Meeting Abstract
S8.4 Tuesday, Jan. 6 Zebrafish developmental genetics and the mechanisms of dental evolution STOCK, D.W.; University of Colorado, Boulder David.Stock@Colorado.edu
Dentition in fishes exhibits enormous diversity in shape, number, and location of individual teeth. The developmental and genetic mechanisms underlying this diversity are just beginning to be characterized through studies in a variety of taxa. My laboratory is carrying out comparative analyses of tooth development focused on the zebrafish, Danio rerio, because of the unparalleled genetic, molecular, and embryological tools available for the analysis of its development.
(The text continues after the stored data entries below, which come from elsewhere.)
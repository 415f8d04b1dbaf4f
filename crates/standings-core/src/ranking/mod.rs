//! Ranking Resolver: orders a block's standings and assigns positions.
//!
//! # Algorithm
//!
//! The resolver refines tie groups key by key. It starts with every team in
//! one group; each key of the [`TieBreakCascade`] splits every group of two
//! or more teams into sub-groups ordered by that key. A key never reorders
//! teams an earlier key already separated.
//!
//! Head-to-head is only consulted for a group of exactly two teams whose
//! decided results against each other do not net out; any other group passes
//! through it unchanged.
//!
//! Groups left after the last key are co-ranked: every member gets the
//! position of the group's first place, and the next group starts after all
//! of them (1, 2, 2, 4). Inside a group teams are listed by name, then id,
//! which fixes iteration order without implying a decision.
//!
//! # Example
//!
//! ```
//! use standings_core::aggregate::{BlockStandings, TeamStanding};
//! use standings_core::ranking::{resolve, TieBreakCascade};
//! use standings_core::team::TeamId;
//!
//! let mut standings = BlockStandings::default();
//! for (id, name, points) in [(1, "Kita", 3), (2, "Minami", 3), (3, "Higashi", 6)] {
//!     let mut team = TeamStanding::new(TeamId::new(id), name);
//!     team.points = points;
//!     standings.teams.insert(team.team, team);
//! }
//!
//! let ranking = resolve(&standings, &TieBreakCascade::default());
//! let positions: Vec<u32> = ranking.standings().iter().map(|s| s.position).collect();
//! assert_eq!(positions, vec![1, 2, 2]);
//! ```

mod cascade;

pub use cascade::{TieBreakCascade, TieBreakKey};

use serde::Serialize;
use tracing::trace;

use crate::aggregate::{BlockStandings, HeadToHead, TeamStanding};
use crate::team::TeamId;

// =============================================================================
// Ranking
// =============================================================================

/// Standings of one block in final order, positions assigned.
#[derive(Debug, Clone, PartialEq, Eq, Serialize)]
pub struct Ranking {
    standings: Vec<TeamStanding>,
    settled: bool,
}

impl Ranking {
    /// Standings in rank order.
    #[must_use]
    pub fn standings(&self) -> &[TeamStanding] {
        &self.standings
    }

    /// Number of ranked teams.
    #[must_use]
    pub fn len(&self) -> usize {
        self.standings.len()
    }

    /// Whether nothing was ranked.
    #[must_use]
    pub fn is_empty(&self) -> bool {
        self.standings.is_empty()
    }

    /// Whether every expected match of the block has a confirmed result.
    ///
    /// Freshly resolved rankings are settled; the engine clears the flag for
    /// blocks still waiting on results.
    #[must_use]
    pub const fn is_settled(&self) -> bool {
        self.settled
    }

    /// Sets the settled flag.
    #[must_use]
    pub fn with_settled(mut self, settled: bool) -> Self {
        self.settled = settled;
        self
    }

    /// Standing of one team.
    #[must_use]
    pub fn team(&self, id: TeamId) -> Option<&TeamStanding> {
        self.standings.iter().find(|s| s.team == id)
    }

    /// Groups of co-ranked teams, in rank order.
    pub fn tie_groups(&self) -> impl Iterator<Item = &[TeamStanding]> {
        self.standings.chunk_by(|a, b| a.position == b.position)
    }

    /// The co-ranked group covering place `place` (1-based).
    ///
    /// A group whose position is `p` and which has `n` members covers places
    /// `p` to `p + n - 1`.
    #[must_use]
    pub fn group_covering(&self, place: u32) -> Option<&[TeamStanding]> {
        self.tie_groups().find(|group| {
            let start = group[0].position;
            let len = u32::try_from(group.len()).unwrap_or(u32::MAX);
            place >= start && place - start < len
        })
    }
}

// =============================================================================
// Resolution
// =============================================================================

/// Orders `standings` under `cascade` and assigns positions.
///
/// Total over any input: every team appears exactly once with a position of
/// at least 1.
#[must_use]
pub fn resolve(standings: &BlockStandings, cascade: &TieBreakCascade) -> Ranking {
    let mut groups: Vec<Vec<&TeamStanding>> = if standings.is_empty() {
        Vec::new()
    } else {
        vec![standings.teams.values().collect()]
    };

    for key in cascade.keys() {
        groups = groups
            .into_iter()
            .flat_map(|group| split(group, key, &standings.head_to_head))
            .collect();
    }

    let mut ranked = Vec::with_capacity(standings.len());
    for mut group in groups {
        let position = u32::try_from(ranked.len() + 1).unwrap_or(u32::MAX);
        group.sort_by(|a, b| a.name.cmp(&b.name).then(a.team.cmp(&b.team)));
        if group.len() > 1 {
            trace!(position, teams = group.len(), "co-ranked group");
        }
        for standing in group {
            let mut standing = standing.clone();
            standing.position = position;
            ranked.push(standing);
        }
    }

    Ranking {
        standings: ranked,
        settled: true,
    }
}

fn split<'a>(
    group: Vec<&'a TeamStanding>,
    key: &TieBreakKey,
    head_to_head: &HeadToHead,
) -> Vec<Vec<&'a TeamStanding>> {
    if group.len() < 2 {
        return vec![group];
    }

    if *key == TieBreakKey::HeadToHead {
        if let [a, b] = group[..] {
            if let Some(leader) = head_to_head.leader(a.team, b.team) {
                let (first, second) = if leader == a.team { (a, b) } else { (b, a) };
                return vec![vec![first], vec![second]];
            }
        }
        return vec![group];
    }

    let mut scored: Vec<(i64, &TeamStanding)> = group
        .into_iter()
        .map(|standing| (key.score(standing).unwrap_or(0), standing))
        .collect();
    scored.sort_by(|(a, _), (b, _)| b.cmp(a));

    let mut out: Vec<Vec<&TeamStanding>> = Vec::new();
    let mut current_score = None;
    for (score, standing) in scored {
        if current_score == Some(score) {
            if let Some(last) = out.last_mut() {
                last.push(standing);
            }
        } else {
            out.push(vec![standing]);
            current_score = Some(score);
        }
    }
    out
}

#[cfg(test)]
mod tests {
    use super::*;

    fn standing(id: u64, name: &str, points: i32, gd: i64, gf: u32) -> TeamStanding {
        let mut s = TeamStanding::new(TeamId::new(id), name);
        s.points = points;
        s.goal_difference = gd;
        s.goals_for = gf;
        s
    }

    fn block(teams: Vec<TeamStanding>) -> BlockStandings {
        let mut block = BlockStandings::default();
        for team in teams {
            block.teams.insert(team.team, team);
        }
        block
    }

    fn order(ranking: &Ranking) -> Vec<(u64, u32)> {
        ranking
            .standings()
            .iter()
            .map(|s| (s.team.as_u64(), s.position))
            .collect()
    }

    #[test]
    fn cascade_stops_at_first_discriminating_key() {
        let standings = block(vec![
            standing(1, "A", 6, 1, 3),
            standing(2, "B", 6, 4, 5),
            standing(3, "C", 6, 4, 7),
            standing(4, "D", 9, -2, 1),
        ]);
        let ranking = resolve(&standings, &TieBreakCascade::default());
        assert_eq!(order(&ranking), vec![(4, 1), (3, 2), (2, 3), (1, 4)]);
    }

    #[test]
    fn three_way_tie_is_co_ranked() {
        let standings = block(vec![
            standing(1, "Zeta", 4, 0, 2),
            standing(2, "Alpha", 4, 0, 2),
            standing(3, "Mu", 4, 0, 2),
            standing(4, "Top", 9, 5, 6),
            standing(5, "Last", 0, -5, 0),
        ]);
        let ranking = resolve(&standings, &TieBreakCascade::default());
        assert_eq!(
            order(&ranking),
            vec![(4, 1), (2, 2), (3, 2), (1, 2), (5, 5)]
        );
        assert_eq!(ranking.tie_groups().count(), 3);
    }

    #[test]
    fn head_to_head_breaks_two_team_tie() {
        let mut standings = block(vec![
            standing(1, "Alpha", 3, 0, 1),
            standing(2, "Beta", 3, 0, 1),
        ]);
        standings.head_to_head.record_win(TeamId::new(2), TeamId::new(1));
        let ranking = resolve(&standings, &TieBreakCascade::default());
        assert_eq!(order(&ranking), vec![(2, 1), (1, 2)]);
    }

    #[test]
    fn head_to_head_skipped_for_three_teams() {
        let mut standings = block(vec![
            standing(1, "Alpha", 3, 0, 1),
            standing(2, "Beta", 3, 0, 1),
            standing(3, "Gamma", 3, 0, 1),
        ]);
        standings.head_to_head.record_win(TeamId::new(3), TeamId::new(1));
        let ranking = resolve(&standings, &TieBreakCascade::default());
        assert!(ranking.standings().iter().all(|s| s.position == 1));
    }

    #[test]
    fn manual_order_settles_tie() {
        let standings = block(vec![
            standing(1, "Alpha", 3, 0, 1),
            standing(2, "Beta", 3, 0, 1),
        ]);
        let cascade =
            TieBreakCascade::default().with_manual_order(vec![TeamId::new(2), TeamId::new(1)]);
        let ranking = resolve(&standings, &cascade);
        assert_eq!(order(&ranking), vec![(2, 1), (1, 2)]);
    }

    #[test]
    fn empty_block_yields_empty_ranking() {
        let ranking = resolve(&BlockStandings::default(), &TieBreakCascade::default());
        assert!(ranking.is_empty());
    }

    #[test]
    fn group_covering_spans_tied_places() {
        let standings = block(vec![
            standing(1, "A", 9, 0, 0),
            standing(2, "B", 3, 0, 0),
            standing(3, "C", 3, 0, 0),
            standing(4, "D", 0, 0, 0),
        ]);
        let ranking = resolve(&standings, &TieBreakCascade::default());
        assert_eq!(ranking.group_covering(1).map(<[_]>::len), Some(1));
        assert_eq!(ranking.group_covering(2).map(<[_]>::len), Some(2));
        assert_eq!(ranking.group_covering(3).map(<[_]>::len), Some(2));
        assert_eq!(ranking.group_covering(4).map(|g| g[0].team), Some(TeamId::new(4)));
        assert!(ranking.group_covering(5).is_none());
        assert!(ranking.group_covering(0).is_none());
    }
}
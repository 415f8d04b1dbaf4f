//! # Standings Core
//!
//! Standings and advancement engine for multi-round tournaments.
//!
//! This crate computes block (group) standings from confirmed match results,
//! ranks them under a configurable tie-break cascade and promotes teams into
//! the placeholder slots of later-round matches. It is a pure library: the
//! caller fetches results, rosters and downstream matches, and writes the
//! output back.
//!
//! ## Architecture
//!
//! - **Result Aggregator** ([`aggregate`]): results to per-team statistics
//! - **Ranking Resolver** ([`ranking`]): statistics to ordered, co-ranked positions
//! - **Advancement Propagator** ([`advancement`]): rankings and bracket winners to filled slots
//!
//! [`engine::Engine`] runs all three over a [`engine::TournamentSnapshot`],
//! recomputing from scratch on every call.
//!
//! ## Usage
//!
//! ```rust,ignore
//! use standings_core::{Engine, EngineConfig, TournamentSnapshot};
//!
//! let snapshot: TournamentSnapshot = serde_json::from_str(&json)?;
//! let engine = Engine::new(EngineConfig::default())?;
//! let out = engine.recompute(&snapshot)?;
//! ```

#![warn(missing_docs)]
#![warn(clippy::all)]
#![warn(clippy::pedantic)]
#![allow(clippy::module_name_repetitions)]

pub mod advancement;
pub mod aggregate;
pub mod config;
pub mod diagnostics;
pub mod engine;
pub mod error;
pub mod ranking;
pub mod result;
pub mod team;

pub use advancement::{DownstreamMatch, Resolution, Slot, SlotReference};
pub use aggregate::{BlockStandings, TeamStanding};
pub use config::EngineConfig;
pub use diagnostics::Diagnostic;
pub use engine::{BlockSpec, Engine, Recomputation, TournamentSnapshot};
pub use error::EngineError;
pub use ranking::{Ranking, TieBreakCascade, TieBreakKey};
pub use result::{MatchResult, MatchSide, PeriodScore, ResultKind};
pub use team::{BlockId, MatchCode, Side, Team, TeamId};

#[cfg(test)]
mod tests;
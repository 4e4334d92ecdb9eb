//! Fleet signals
//!
//! Demand and capacity as reported by the upstream provider, used by the
//! autoscaler.

use chrono::{DateTime, Utc};
use serde::{Deserialize, Serialize};

/// Runner counts reported by the provider
#[derive(Debug, Clone, Copy, PartialEq, Eq, Default, Serialize, Deserialize)]
pub struct RunnerCounts {
    pub total: u32,
    pub idle: u32,
}

/// Everything the autoscaler observes in one tick
#[derive(Debug, Clone, Copy, PartialEq, Eq, Default, Serialize, Deserialize)]
pub struct DemandSignals {
    /// Work items waiting upstream
    pub queued: u32,
    pub runners: RunnerCounts,
}

/// Short-lived credential that lets a new runner join the fleet
#[derive(Debug, Clone, PartialEq, Eq, Serialize, Deserialize)]
pub struct RegistrationToken {
    pub token: String,
    pub expires_at: DateTime<Utc>,
}
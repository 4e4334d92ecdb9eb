//! Core domain types
//!
//! These types represent the state owned by the controller (jobs, runners)
//! and the signals it observes about the wider fleet. They are also the JSON
//! shapes exposed on the read endpoints.

pub mod fleet;
pub mod job;
pub mod runner;
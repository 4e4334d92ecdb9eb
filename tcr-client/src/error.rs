//! Error types for the TCR clients

use thiserror::Error;

/// Result type alias for client operations
pub type Result<T> = std::result::Result<T, ClientError>;

/// Errors that can occur when talking to runners, agents or the provider
#[derive(Debug, Error)]
pub enum ClientError {
    /// HTTP request failed (connection, timeout, body)
    #[error("HTTP request failed: {0}")]
    RequestFailed(#[from] reqwest::Error),

    /// Remote returned an error status code
    #[error("API error (status {status}): {message}")]
    ApiError {
        /// HTTP status code
        status: u16,
        /// Error message from the remote
        message: String,
    },

    /// No answer within the allotted time
    #[error("Request timed out after {0:?}")]
    Timeout(std::time::Duration),

    /// Failed to parse response
    #[error("Failed to parse response: {0}")]
    ParseError(String),

    /// Client is missing configuration it needs
    #[error("Client not configured: {0}")]
    NotConfigured(String),
}

impl ClientError {
    /// Create an API error from status code and message
    pub fn api_error(status: u16, message: impl Into<String>) -> Self {
        Self::ApiError {
            status,
            message: message.into(),
        }
    }

    /// Check if the request timed out
    pub fn is_timeout(&self) -> bool {
        match self {
            Self::Timeout(_) => true,
            Self::RequestFailed(err) => err.is_timeout(),
            _ => false,
        }
    }

    /// Check if this error is a client error (4xx status)
    pub fn is_client_error(&self) -> bool {
        matches!(self, Self::ApiError { status, .. } if *status >= 400 && *status < 500)
    }

    /// Check if this error is a server error (5xx status)
    pub fn is_server_error(&self) -> bool {
        matches!(self, Self::ApiError { status, .. } if *status >= 500)
    }
}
One of the most distinctive features of dentition in the zebrafish is its restriction to a single pair of elements of the pharyngeal skeleton, the fifth ceratobranchials. Such dentition is characteristic of the order Cypriniformes, to which the zebrafish belongs, and is the result of evolutionary reduction of tooth-bearing locations. To understand the mechanisms of this reduction, we compared oropharyngeal development of the zebrafish and the characiform Mexican blind cave tetra, Astyanax mexicanus. In addition to being among the most closely-related species to the zebrafish retaining oral teeth, A. mexicanus is amenable to many of the same manipulations employed in zebrafish developmental genetics. Comparisons of gene expression between these species and mutant analyses in the zebrafish revealed several candidate genes for involvement in cypriniform dentition reduction. Transgenic and pharmacological manipulation of the expression of some of these genes in the zebrafish and A. mexicanus produced altered numbers of teeth and tooth cusps. These results provide insight into mechanisms of dentition reduction in cypriniforms and the origins and ontogenetic distribution of multicuspid teeth in fishes.